Self-trapping nature of Tl nanoclusters on Si(111)-7$\times$7 surface

TL;DR

This study reveals that Tl nanoclusters on Si(111)-7x7 surface are highly mobile and self-trapped within faulted half unit cells at room temperature, with multiple metastable phases influencing their electronic and structural properties.

Contribution

It provides the first detailed investigation combining spectroscopy and first principles calculations showing the self-trapping and metastability of Tl nanoclusters on Si(111)-7x7 surface.

Findings

Tl nanoclusters form within faulted half unit cells at RT.

Multiple metastable phases exist for Tl nanoclusters.

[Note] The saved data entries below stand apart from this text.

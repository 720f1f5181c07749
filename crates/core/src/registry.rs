//! Registry of coordinators keyed by task type
//!
//! Built once at start-up and shared by reference with the execution
//! interceptor. There is no global lookup.

use crate::coordinator::Coordinator;
use crate::error::{Error, Result};
use crate::scheduler::TaskScheduler;
use crate::settings::Settings;
use crate::store::TicketStore;
use std::collections::HashMap;
use std::sync::Arc;

#[derive(Debug, Default)]
pub struct CoordinatorRegistry {
    coordinators: HashMap<String, Arc<Coordinator>>,
}

impl CoordinatorRegistry {
    pub fn new() -> Self {
        Self::default()
    }

    /// One coordinator per `[tasks.*]` entry, all sharing `store` and `scheduler`
    pub fn from_settings(
        settings: &Settings,
        store: Arc<dyn TicketStore>,
        scheduler: Arc<dyn TaskScheduler>,
    ) -> Result<Self> {
        settings.validate()?;

        let mut registry = Self::new();
        for (name, task) in &settings.tasks {
            let coordinator = Coordinator::new(
                name.clone(),
                task.debounce_config(),
                store.clone(),
                scheduler.clone(),
            )?;
            registry.register(coordinator)?;
        }
        Ok(registry)
    }

    /// Add a coordinator; each task type may be registered once
    pub fn register(&mut self, coordinator: Coordinator) -> Result<Arc<Coordinator>> {
        let task_type = coordinator.task_type().to_string();
        if self.coordinators.contains_key(&task_type) {
            return Err(Error::InvalidTaskType {
                name: task_type,
                reason: "already registered".to_string(),
            });
        }

        let coordinator = Arc::new(coordinator);
        self.coordinators.insert(task_type, coordinator.clone());
        Ok(coordinator)
    }

    pub fn get(&self, task_type: &str) -> Option<Arc<Coordinator>> {
        self.coordinators.get(task_type).cloned()
    }

    /// Registered task types, sorted
    pub fn task_types(&self) -> Vec<&str> {
        let mut names: Vec<_> = self.coordinators.keys().map(String::as_str).collect();
        names.sort_unstable();
        names
    }

    pub fn len(&self) -> usize {
        self.coordinators.len()
    }

    pub fn is_empty(&self) -> bool {
        self.coordinators.is_empty()
    }
}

Tl atoms are highly mobile and self-trapped, affecting surface states.

Abstract

We have investigated electronic and structural properties of thallium (Tl) nanoclusters formed on the Si(111)-7$\times$7 surface at room temperature (RT) by utilizing photoemission spectroscopy (PES) and high-resolution electron-energy-loss spectroscopy (HREELS) combined with first principles calculations. Our PES data show that the state S2 stemming from Si restatoms remains quite inert with Tl coverage $\theta$ while S1 from Si adatoms gradually changes, in sharp contrast with the rapidly decaying states of Na or Li nanoclusters. No Tl-induced surface state is observed until $\theta$=0.21 ML where Tl nanoclusters completely cover the faulted half unit cells (FHUCs) of the surface. These spectral behaviors of surface states and a unique loss peak L$_2$ associated with Tl in HREELS spectra indicate no strong Si-Tl bonding and are well understood in terms of gradual filling of Si dangling bonds with increasing $\theta$. Our calculational results further reveal that there are several metastable atomic structures for Tl nanoclusters at RT transforming from each other faster than 10$^{10}$ flippings per second. We thus conclude that the highly mobile Tl atoms form self-trapped nanoclusters within FHUC at RT with several metastable phases. The mobile and multi-phased nature of Tl nanoclusters not only account for all the existing experimental observations including the fuzzy scanning tunneling microscope images and a dynamical model proposed by recent x-ray study but also provides an example of self-trapping of atoms in a nanometer-scale region.